- **Brief**
Search the records for the string "current". Copy each line where it occurs.

- **Saved data entries**

------------------------------------------------

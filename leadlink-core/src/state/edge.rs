//! Change detection for sampled state

/// Remembers the last value and reports only changes
#[derive(Debug, Clone, Copy)]
pub struct EdgeDetector<T> {
    current: T,
}

impl<T: Copy + PartialEq> EdgeDetector<T> {
    pub const fn new(initial: T) -> Self {
        Self { current: initial }
    }

    /// Record a new sample
    ///
    /// Returns `Some(value)` if it differs from the previous sample.
    pub fn update(&mut self, value: T) -> Option<T> {
        if value == self.current {
            return None;
        }
        self.current = value;
        Some(value)
    }

    pub fn current(&self) -> T {
        self.current
    }
}
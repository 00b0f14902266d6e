//! HD44780 character LCD via PCF8574 I2C backpack
//!
//! The common "I2C LCD" modules put a PCF8574 port expander in front of an
//! HD44780 controller and run it in 4-bit mode. Expander bit layout:
//!
//! ```text
//! P7 P6 P5 P4 | P3        | P2 | P1 | P0
//! D7 D6 D5 D4 | BACKLIGHT | EN | RW | RS
//! ```
//!
//! Each byte sent to the controller is split into two nibbles, and each
//! nibble is latched by pulsing EN. RW is held low; the busy flag is never
//! read, so fixed delays cover command execution.

use embedded_hal::delay::DelayNs;
use embedded_hal::i2c::I2c;

use leadlink_core::config::{LCD_COLS, LCD_I2C_ADDRESS, LCD_ROWS};
use leadlink_core::traits::{DisplayBackend, DisplayError};

/// Expander control bits
mod bits {
    pub const RS: u8 = 0x01;
    pub const EN: u8 = 0x04;
    pub const BACKLIGHT: u8 = 0x08;
}

/// HD44780 instruction set
#[allow(dead_code)]
mod cmd {
    pub const CLEAR_DISPLAY: u8 = 0x01;
    pub const RETURN_HOME: u8 = 0x02;
    pub const ENTRY_MODE_SET: u8 = 0x04;
    pub const DISPLAY_CONTROL: u8 = 0x08;
    pub const FUNCTION_SET: u8 = 0x20;
    pub const SET_DDRAM_ADDR: u8 = 0x80;

    // Entry mode flags
    pub const ENTRY_LEFT: u8 = 0x02;

    // Display control flags
    pub const DISPLAY_ON: u8 = 0x04;
    pub const CURSOR_ON: u8 = 0x02;
    pub const BLINK_ON: u8 = 0x01;

    // Function set flags
    pub const MODE_4BIT: u8 = 0x00;
    pub const TWO_LINE: u8 = 0x08;
    pub const FONT_5X8: u8 = 0x00;
}

/// DDRAM address of the first column of each row on a 20x4 panel
const ROW_OFFSETS: [u8; 4] = [0x00, 0x40, 0x14, 0x54];

/// Driver errors
#[derive(Debug, Clone, Copy, PartialEq, Eq)]
#[cfg_attr(feature = "defmt", derive(defmt::Format))]
pub enum Hd44780Error<E> {
    /// I2C transfer failed
    I2c(E),
    /// Row or column outside the panel
    InvalidCoordinates,
}

impl<E> From<Hd44780Error<E>> for DisplayError {
    fn from(err: Hd44780Error<E>) -> Self {
        match err {
            Hd44780Error::I2c(_) => DisplayError::Communication,
            Hd44780Error::InvalidCoordinates => DisplayError::InvalidCoordinates,
        }
    }
}

/// HD44780 LCD behind a PCF8574
pub struct Hd44780<I2C, D> {
    i2c: I2C,
    delay: D,
    address: u8,
    backlight: u8,
    initialized: bool,
}

impl<I2C, D> Hd44780<I2C, D>
where
    I2C: I2c,
    D: DelayNs,
{
    /// Create a driver for a backpack at the default address (0x27)
    pub fn new(i2c: I2C, delay: D) -> Self {
        Self::with_address(i2c, delay, LCD_I2C_ADDRESS)
    }

    pub fn with_address(i2c: I2C, delay: D, address: u8) -> Self {
        Self {
            i2c,
            delay,
            address,
            backlight: 0,
            initialized: false,
        }
    }

    /// Run the power-on sequence and switch the backlight on
    ///
    /// The controller may come up in 8-bit mode or mid-nibble, so the
    /// function set is sent three times before dropping to 4-bit.
    pub fn init(&mut self) -> Result<(), Hd44780Error<I2C::Error>> {
        // Vcc rise time
        self.delay.delay_ms(50);

        self.backlight = bits::BACKLIGHT;
        self.expander_write(0)?;
        self.delay.delay_ms(1);

        self.write_nibble(0x30)?;
        self.delay.delay_us(4500);
        self.write_nibble(0x30)?;
        self.delay.delay_us(4500);
        self.write_nibble(0x30)?;
        self.delay.delay_us(150);
        self.write_nibble(0x20)?;

        self.command(cmd::FUNCTION_SET | cmd::MODE_4BIT | cmd::TWO_LINE | cmd::FONT_5X8)?;
        self.command(cmd::DISPLAY_CONTROL | cmd::DISPLAY_ON)?;
        self.clear()?;
        self.command(cmd::ENTRY_MODE_SET | cmd::ENTRY_LEFT)?;
        self.home()?;

        self.initialized = true;
        Ok(())
    }

    /// Clear the display and return the cursor home
    pub fn clear(&mut self) -> Result<(), Hd44780Error<I2C::Error>> {
        self.command(cmd::CLEAR_DISPLAY)?;
        self.delay.delay_us(2000);
        Ok(())
    }

    pub fn home(&mut self) -> Result<(), Hd44780Error<I2C::Error>> {
        self.command(cmd::RETURN_HOME)?;
        self.delay.delay_us(2000);
        Ok(())
    }

    pub fn set_backlight(&mut self, on: bool) -> Result<(), Hd44780Error<I2C::Error>> {
        self.backlight = if on { bits::BACKLIGHT } else { 0 };
        self.expander_write(0)
    }

    pub fn set_cursor(&mut self, col: u8, row: u8) -> Result<(), Hd44780Error<I2C::Error>> {
        if row as usize >= LCD_ROWS || col as usize >= LCD_COLS {
            return Err(Hd44780Error::InvalidCoordinates);
        }
        self.command(cmd::SET_DDRAM_ADDR | (col + ROW_OFFSETS[row as usize]))
    }

    /// Write characters at the cursor
    ///
    /// Non-ASCII characters are shown as `?`. The controller does not wrap
    /// to the next visual row, so callers should stay within the width.
    pub fn write_str(&mut self, text: &str) -> Result<(), Hd44780Error<I2C::Error>> {
        for c in text.chars() {
            let byte = if c.is_ascii() { c as u8 } else { b'?' };
            self.send(byte, bits::RS)?;
        }
        Ok(())
    }

    pub fn is_initialized(&self) -> bool {
        self.initialized
    }

    fn command(&mut self, value: u8) -> Result<(), Hd44780Error<I2C::Error>> {
        self.send(value, 0)?;
        self.delay.delay_us(40);
        Ok(())
    }

    fn send(&mut self, value: u8, mode: u8) -> Result<(), Hd44780Error<I2C::Error>> {
        self.write_nibble((value & 0xF0) | mode)?;
        self.write_nibble(((value << 4) & 0xF0) | mode)
    }

    fn write_nibble(&mut self, data: u8) -> Result<(), Hd44780Error<I2C::Error>> {
        self.expander_write(data)?;
        self.expander_write(data | bits::EN)?;
        // EN pulse width > 450 ns
        self.delay.delay_us(1);
        self.expander_write(data & !bits::EN)?;
        // Commands need > 37 us to settle
        self.delay.delay_us(50);
        Ok(())
    }

    fn expander_write(&mut self, data: u8) -> Result<(), Hd44780Error<I2C::Error>> {
        self.i2c
            .write(self.address, &[data | self.backlight])
            .map_err(Hd44780Error::I2c)
    }
}

impl<I2C, D> DisplayBackend for Hd44780<I2C, D>
where
    I2C: I2c,
    D: DelayNs,
{
    fn draw_text(&mut self, row: u8, col: u8, text: &str) -> Result<(), DisplayError> {
        if !self.initialized {
            return Err(DisplayError::NotInitialized);
        }
        self.set_cursor(col, row)?;
        self.write_str(text)?;
        Ok(())
    }

    fn dimensions(&self) -> (u8, u8) {
        (LCD_COLS as u8, LCD_ROWS as u8)
    }
}

#[cfg(test)]
mod tests {
    use super::*;
    use core::convert::Infallible;
    use embedded_hal::i2c::{ErrorType, Operation};

    /// I2C bus that records every byte written
    #[derive(Default)]
    struct RecordingBus {
        writes: Vec<(u8, u8)>,
    }

    impl ErrorType for RecordingBus {
        type Error = Infallible;
    }

    impl I2c for RecordingBus {
        fn transaction(
            &mut self,
            address: u8,
            operations: &mut [Operation<'_>],
        ) -> Result<(), Self::Error> {
            for op in operations {
                if let Operation::Write(bytes) = op {
                    for &b in bytes.iter() {
                        self.writes.push((address, b));
                    }
                }
            }
            Ok(())
        }
    }

    struct NoDelay;

    impl DelayNs for NoDelay {
        fn delay_ns(&mut self, _ns: u32) {}
    }

    /// Reassemble controller bytes from latched nibbles: (rs, value)
    fn decode(writes: &[(u8, u8)]) -> Vec<(bool, u8)> {
        let latched: Vec<u8> = writes
            .iter()
            .map(|&(_, b)| b)
            .filter(|b| b & bits::EN != 0)
            .collect();

        latched
            .chunks(2)
            .filter(|pair| pair.len() == 2)
            .map(|pair| {
                let rs = pair[0] & bits::RS != 0;
                (rs, (pair[0] & 0xF0) | (pair[1] >> 4))
            })
            .collect()
    }

    fn ready_lcd() -> Hd44780<RecordingBus, NoDelay> {
        let mut lcd = Hd44780::new(RecordingBus::default(), NoDelay);
        lcd.init().unwrap();
        lcd.i2c.writes.clear();
        lcd
    }

    #[test]
    fn test_init_turns_on_backlight() {
        let mut lcd = Hd44780::new(RecordingBus::default(), NoDelay);
        lcd.init().unwrap();

        assert!(lcd.is_initialized());
        assert!(lcd.i2c.writes.iter().all(|&(addr, _)| addr == 0x27));
        assert!(lcd.i2c.writes.iter().all(|&(_, b)| b & bits::BACKLIGHT != 0));
    }

    #[test]
    fn test_init_sequence() {
        let mut lcd = Hd44780::new(RecordingBus::default(), NoDelay);
        lcd.init().unwrap();

        let latched: Vec<u8> = lcd
            .i2c
            .writes
            .iter()
            .map(|&(_, b)| b)
            .filter(|b| b & bits::EN != 0)
            .map(|b| b & 0xF0)
            .collect();

        // Three 8-bit function sets, then switch to 4-bit
        assert_eq!(&latched[..4], &[0x30, 0x30, 0x30, 0x20]);

        let commands = decode(&lcd.i2c.writes[4 * 3 + 1..]);
        assert_eq!(
            commands,
            [
                (false, 0x28),
                (false, 0x0C),
                (false, 0x01),
                (false, 0x06),
                (false, 0x02),
            ]
        );
    }

    #[test]
    fn test_draw_text_on_row_two() {
        let mut lcd = ready_lcd();

        lcd.draw_text(2, 0, "OK").unwrap();

        let sent = decode(&lcd.i2c.writes);
        assert_eq!(sent, [(false, 0x80 | 0x14), (true, b'O'), (true, b'K')]);
    }

    #[test]
    fn test_row_offsets() {
        let mut lcd = ready_lcd();

        lcd.set_cursor(5, 1).unwrap();
        lcd.set_cursor(19, 3).unwrap();

        let sent = decode(&lcd.i2c.writes);
        assert_eq!(sent, [(false, 0x80 | 0x45), (false, 0x80 | 0x67)]);
    }

    #[test]
    fn test_non_ascii_replaced() {
        let mut lcd = ready_lcd();
        lcd.write_str("é").unwrap();
        assert_eq!(decode(&lcd.i2c.writes), [(true, b'?')]);
    }

    #[test]
    fn test_out_of_range() {
        let mut lcd = ready_lcd();
        assert_eq!(
            lcd.draw_text(4, 0, "x"),
            Err(DisplayError::InvalidCoordinates)
        );
        assert_eq!(
            lcd.set_cursor(20, 0),
            Err(Hd44780Error::InvalidCoordinates)
        );
        assert!(lcd.i2c.writes.is_empty());
    }

    #[test]
    fn test_draw_before_init() {
        let mut lcd = Hd44780::new(RecordingBus::default(), NoDelay);
        assert_eq!(
            lcd.draw_text(0, 0, "x"),
            Err(DisplayError::NotInitialized)
        );
    }

    #[test]
    fn test_backlight_off() {
        let mut lcd = ready_lcd();
        lcd.set_backlight(false).unwrap();
        assert_eq!(lcd.i2c.writes, [(0x27, 0x00)]);
    }

    #[test]
    fn test_dimensions() {
        let lcd = ready_lcd();
        assert_eq!(lcd.dimensions(), (20, 4));
    }
}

------------------------------------------------

- **Solution for this task**
    current: T,
        Self { current: initial }
        if value == self.current {
        self.current = value;
    pub fn current(&self) -> T {
        self.current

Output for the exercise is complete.